◆ **Task statement**:
Output all entries precisely.

◆ **Task material**:

■ ■ ■ ■

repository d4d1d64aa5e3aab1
//! Broker connection seam.
//!
//! [`BrokerConnector`] opens the single connection the service owns and
//! [`BrokerConnection`] is the handle it keeps. The NATS implementations
//! wrap `async-nats`; tests substitute their own.

use crate::config::ServiceConfig;
use crate::error::ServiceError;
use async_nats::connection::State;
use async_trait::async_trait;
use std::sync::Arc;

#[async_trait]
pub trait BrokerConnection: Send + Sync {
    /// Current connection status as reported by the client.
    fn is_connected(&self) -> bool;

    /// Release the connection. Called at most once, during shutdown.
    async fn close(&self) -> Result<(), ServiceError>;
}

#[async_trait]
pub trait BrokerConnector: Send + Sync {
    async fn connect(
        &self,
        config: &ServiceConfig,
    ) -> Result<Arc<dyn BrokerConnection>, ServiceError>;
}

// ---------------------------------------------------------------------------
// NATS
// ---------------------------------------------------------------------------

const CONNECTION_NAME: &str = "thedata";

/// Connects with `async-nats`. A failed first attempt is returned as an
/// error; the client is not asked to retry it.
#[derive(Debug, Clone, Copy, Default)]
pub struct NatsConnector;

#[async_trait]
impl BrokerConnector for NatsConnector {
    async fn connect(
        &self,
        config: &ServiceConfig,
    ) -> Result<Arc<dyn BrokerConnection>, ServiceError> {
        let mut options = async_nats::ConnectOptions::new().name(CONNECTION_NAME);
        if let Some(token) = &config.nats_auth_token {
            options = options.token(token.clone());
        }

        let client = options
            .connect(config.nats_url.as_str())
            .await
            .map_err(|e| ServiceError::BrokerConnect {
                url: config.nats_url.clone(),
                reason: e.to_string(),
            })?;

        Ok(Arc::new(NatsConnection { client }))
    }
}

pub struct NatsConnection {
    client: async_nats::Client,
}

#[async_trait]
impl BrokerConnection for NatsConnection {
    fn is_connected(&self) -> bool {
        matches!(self.client.connection_state(), State::Connected)
    }

    // Flush pending publishes; the socket closes when the last client
    // handle is dropped.
    async fn close(&self) -> Result<(), ServiceError> {
        self.client
            .flush()
            .await
            .map_err(|e| ServiceError::BrokerClose(e.to_string()))
    }
}
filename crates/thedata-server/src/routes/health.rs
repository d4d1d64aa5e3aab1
use axum::extract::State;
use axum::Json;
use serde::Serialize;

use crate::error::{AppError, ServiceError};
use crate::service::Liveness;
use crate::state::AppState;

#[derive(Debug, Serialize)]
pub struct HealthResponse {
    pub status: &'static str,
    pub message: &'static str,
}

/// GET /health — 200 while the broker connection is up, 503 otherwise.
pub async fn health_check(State(app): State<AppState>) -> Result<Json<HealthResponse>, AppError> {
    match app.service.probe().await {
        Liveness::Healthy => Ok(Json(HealthResponse {
            status: "healthy",
            message: "API is running",
        })),
        Liveness::Unhealthy {
            state,
            broker_connected,
        } => {
            tracing::debug!(%state, broker_connected, "liveness probe failed");
            Err(ServiceError::Unavailable {
                state,
                broker_connected,
            }
            .into())
        }
    }
}
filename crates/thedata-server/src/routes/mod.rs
pub mod health;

■ ■ ■ ■

◆ **Result**:
repository d4d1d64aa5e3aab1
//! Broker connection seam.
//!
//! [`BrokerConnector`] opens the single connection the service owns and
//! [`BrokerConnection`] is the handle it keeps. The NATS implementations
//! wrap `async-nats`; tests substitute their own.

use crate::config::ServiceConfig;
use crate::error::ServiceError;
use async_nats::connection::State;
use async_trait::async_trait;
use std::sync::Arc;

#[async_trait]
pub trait BrokerConnection: Send + Sync {
    /// Current connection status as reported by the client.
    fn is_connected(&self) -> bool;

    /// Release the connection. Called at most once, during shutdown.
    async fn close(&self) -> Result<(), ServiceError>;
}

#[async_trait]
pub trait BrokerConnector: Send + Sync {
    async fn connect(
        &self,
        config: &ServiceConfig,
    ) -> Result<Arc<dyn BrokerConnection>, ServiceError>;
}

// ---------------------------------------------------------------------------
// NATS
// ---------------------------------------------------------------------------

const CONNECTION_NAME: &str = "thedata";

/// Connects with `async-nats`. A failed first attempt is returned as an
/// error; the client is not asked to retry it.
#[derive(Debug, Clone, Copy, Default)]
pub struct NatsConnector;

#[async_trait]
impl BrokerConnector for NatsConnector {
    async fn connect(
        &self,
        config: &ServiceConfig,
    ) -> Result<Arc<dyn BrokerConnection>, ServiceError> {
        let mut options = async_nats::ConnectOptions::new().name(CONNECTION_NAME);
        if let Some(token) = &config.nats_auth_token {
            options = options.token(token.clone());
        }

        let client = options
            .connect(config.nats_url.as_str())
            .await
            .map_err(|e| ServiceError::BrokerConnect {
                url: config.nats_url.clone(),
                reason: e.to_string(),
            })?;

        Ok(Arc::new(NatsConnection { client }))
    }
}

pub struct NatsConnection {
    client: async_nats::Client,
}

#[async_trait]
impl BrokerConnection for NatsConnection {
    fn is_connected(&self) -> bool {
        matches!(self.client.connection_state(), State::Connected)
    }

    // Flush pending publishes; the socket closes when the last client
    // handle is dropped.
    async fn close(&self) -> Result<(), ServiceError> {
        self.client
            .flush()
            .await
            .map_err(|e| ServiceError::BrokerClose(e.to_string()))
    }
}
filename crates/thedata-server/src/routes/health.rs
repository d4d1d64aa5e3aab1
use axum::extract::State;
use axum::Json;
use serde::Serialize;

use crate::error::{AppError, ServiceError};
use crate::service::Liveness;
use crate::state::AppState;

#[derive(Debug, Serialize)]
pub struct HealthResponse {
    pub status: &'static str,
    pub message: &'static str,
}

/// GET /health — 200 while the broker connection is up, 503 otherwise.
pub async fn health_check(State(app): State<AppState>) -> Result<Json<HealthResponse>, AppError> {
    match app.service.probe().await {
        Liveness::Healthy => Ok(Json(HealthResponse {
            status: "healthy",
            message: "API is running",
        })),
        Liveness::Unhealthy {
            state,
            broker_connected,
        } => {
            tracing::debug!(%state, broker_connected, "liveness probe failed");
            Err(ServiceError::Unavailable {
                state,
                broker_connected,
            }
            .into())
        }
    }
}
filename crates/thedata-server/src/routes/mod.rs
pub mod health;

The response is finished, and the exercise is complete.